An examination of the TRF assay reveals a heterogeneity of TRF-like activities.

Supernatant from the cloned Mlsa,d-reactive helper T cell line L2V is a potent source of T cell replacing factor (TRF) activity. To determine whether L2V SF was representative of TRF-active supernatants, it was compared with supernatant from Con A-stimulated spleen cells (CASF) by using TRF assays. This analysis, facilitated by the use of four different antigens (R36a, TNP-R36a, SRBC, and HRBC), produced the following results. 1) L2V SF and CASF allowed responses of similar magnitude against either R36a or TNP-R36a; however, CASF always allowed responses of fivefold to 30-fold greater magnitude against SRBC than L2V SF. 2) B cells from xid and "normal" mice will give equally large responses to TNP-R36a when CASF is used as the source of TRF; however, L2V SF will only effect the responses by "normal" B cells. 3) L2V SF-driven responses to R36a and SRBC, and CASF-driven responses to R36a, follow single-hit kinetics and are IL 2 independent, whereas CASF-driven responses to SRBC follow multi-hit kinetics and are IL 2 dependent.
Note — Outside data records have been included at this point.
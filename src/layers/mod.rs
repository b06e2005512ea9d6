//! Built-in layers.
//!
//! The engine only relies on the [`Layer`](crate::Layer) contract; these are the reference
//! implementations used by the builder, tests, benches and demos.
//!
//! Weight matrices are `[n_in, n_out]` stored column-major (`f` order), biases are
//! `[1, n_out]` row-major. Dense-style layers accept `[batch, n_in]` or time series
//! `[batch, n_in, time]`; a time series is folded to one row per (example, step) and
//! unfolded again on the way out.

mod activation_layer;
mod dense;
mod output;
mod rnn;

pub use activation_layer::ActivationLayer;
pub use dense::Dense;
pub use output::LossOutput;
pub use rnn::SimpleRnn;

use ndarray::linalg::general_mat_mul;
use ndarray::{Array2, ArrayView1, ArrayView2, Axis, Ix2};
use rand::distributions::{Distribution, Uniform};
use rand::rngs::StdRng;

use crate::workspace::Workspace;
use crate::{Activation, Error, Result, Tensor, tensor};

/// Weight initialization scheme.
#[derive(Debug, Clone, Copy, PartialEq, Eq)]
pub enum Init {
    /// Xavier/Glorot uniform; suits `tanh`, `sigmoid` and `identity`.
    Xavier,
    /// He/Kaiming uniform; suits `relu` and `leaky relu`.
    He,
}

impl Init {
    pub fn for_activation(act: Activation) -> Self {
        match act {
            Activation::Tanh | Activation::Sigmoid | Activation::Identity => Init::Xavier,
            Activation::ReLU | Activation::LeakyReLU { .. } => Init::He,
        }
    }

    pub(crate) fn fill(self, fan_in: usize, fan_out: usize, out: &mut [f32], rng: &mut StdRng) {
        let limit = match self {
            Init::Xavier => (6.0 / (fan_in + fan_out).max(1) as f32).sqrt(),
            Init::He => (6.0 / fan_in.max(1) as f32).sqrt(),
        };
        let dist = Uniform::new_inclusive(-limit, limit);
        for w in out.iter_mut() {
            *w = dist.sample(rng);
        }
    }
}

/// Rows view of an activation: rank 2 as is, rank 3 folded.
///
/// Returns the batch size when folding happened.
pub(crate) fn to_rows(t: &Tensor, n_cols: usize) -> Result<(Tensor, Option<usize>)> {
    let (rows, batch) = match t.ndim() {
        2 => (t.clone(), None),
        3 => (tensor::fold_time(t)?, Some(t.shape()[0])),
        n => {
            return Err(Error::ShapeMismatch(format!(
                "expected [batch, features] or [batch, features, time], got rank {n}"
            )));
        }
    };
    if rows.shape()[1] != n_cols {
        return Err(Error::ShapeMismatch(format!(
            "expected {n_cols} features, got shape {:?}",
            t.shape()
        )));
    }
    Ok((rows, batch))
}

/// Undo [`to_rows`].
pub(crate) fn from_rows(t: Tensor, batch: Option<usize>, ws: &mut Workspace) -> Result<Tensor> {
    match batch {
        Some(b) => ws.adopt(tensor::unfold_time(&t, b)?),
        None => Ok(t),
    }
}

/// `x W + b` into an arena tensor.
pub(crate) fn affine(
    x: &Tensor,
    w: ArrayView2<'_, f32>,
    b: &[f32],
    ws: &mut Workspace,
) -> Result<Tensor> {
    let x2 = tensor::as_matrix(x)?;
    let mut out = ws.alloc(&[x2.nrows(), w.ncols()])?;
    {
        let mut o = out
            .view_mut()
            .into_dimensionality::<Ix2>()
            .map_err(|e| Error::ShapeMismatch(e.to_string()))?;
        general_mat_mul(1.0, &x2, &w, 0.0, &mut o);
        o += &ArrayView1::from(b);
    }
    Ok(out)
}

/// Parameter and input gradients of `y = x W + b` given `dz = dL/d(x W + b)`.
pub(crate) struct AffineGrads {
    pub dw: Tensor,
    pub db: Tensor,
    pub dx: Tensor,
}

pub(crate) fn affine_backward(
    x: &Tensor,
    w: ArrayView2<'_, f32>,
    dz: &Tensor,
    ws: &mut Workspace,
) -> Result<AffineGrads> {
    let x2 = tensor::as_matrix(x)?;
    let dz2 = tensor::as_matrix(dz)?;
    if x2.nrows() != dz2.nrows() || dz2.ncols() != w.ncols() {
        return Err(Error::ShapeMismatch(format!(
            "gradient {:?} does not fit input {:?} and weights {:?}",
            dz2.dim(),
            x2.dim(),
            w.dim()
        )));
    }

    let mut dw = ws.alloc(&[w.nrows(), w.ncols()])?;
    let mut dx = ws.alloc(&[x2.nrows(), w.nrows()])?;
    {
        let mut dw2 = as_matrix_mut(&mut dw)?;
        general_mat_mul(1.0, &x2.t(), &dz2, 0.0, &mut dw2);
    }
    {
        let mut dx2 = as_matrix_mut(&mut dx)?;
        general_mat_mul(1.0, &dz2, &w.t(), 0.0, &mut dx2);
    }
    let db = sum_rows(dz2, ws)?;
    Ok(AffineGrads { dw, db, dx })
}

/// Column sums as a `[1, n]` arena tensor.
pub(crate) fn sum_rows(m: ArrayView2<'_, f32>, ws: &mut Workspace) -> Result<Tensor> {
    let mut db = ws.alloc(&[1, m.ncols()])?;
    db.index_axis_mut(Axis(0), 0).assign(&m.sum_axis(Axis(0)));
    Ok(db)
}

pub(crate) fn as_matrix_mut(t: &mut Tensor) -> Result<ndarray::ArrayViewMut2<'_, f32>> {
    t.view_mut()
        .into_dimensionality::<Ix2>()
        .map_err(|e| Error::ShapeMismatch(e.to_string()))
}

pub(crate) fn matrix_tensor(m: Array2<f32>) -> Tensor {
    m.into_dyn().into_shared()
}

pub(crate) fn check_params(layer: &str, params: &[f32], expected: usize) -> Result<()> {
    if params.len() != expected {
        return Err(Error::ShapeMismatch(format!(
            "{layer} expects {expected} parameters, got {}",
            params.len()
        )));
    }
    Ok(())
}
These results indicate that the TRF assay measures a heterogeneity of TRF-like activities that can be distinguished according to the supernatant, antigen, and/or B cell responders used. The determination of whether this heterogeneity is due to the number of molecular components of a single "type" of TRF required for each antigen-induced PFC response or to the existence of distinct "types" of TRF is examined.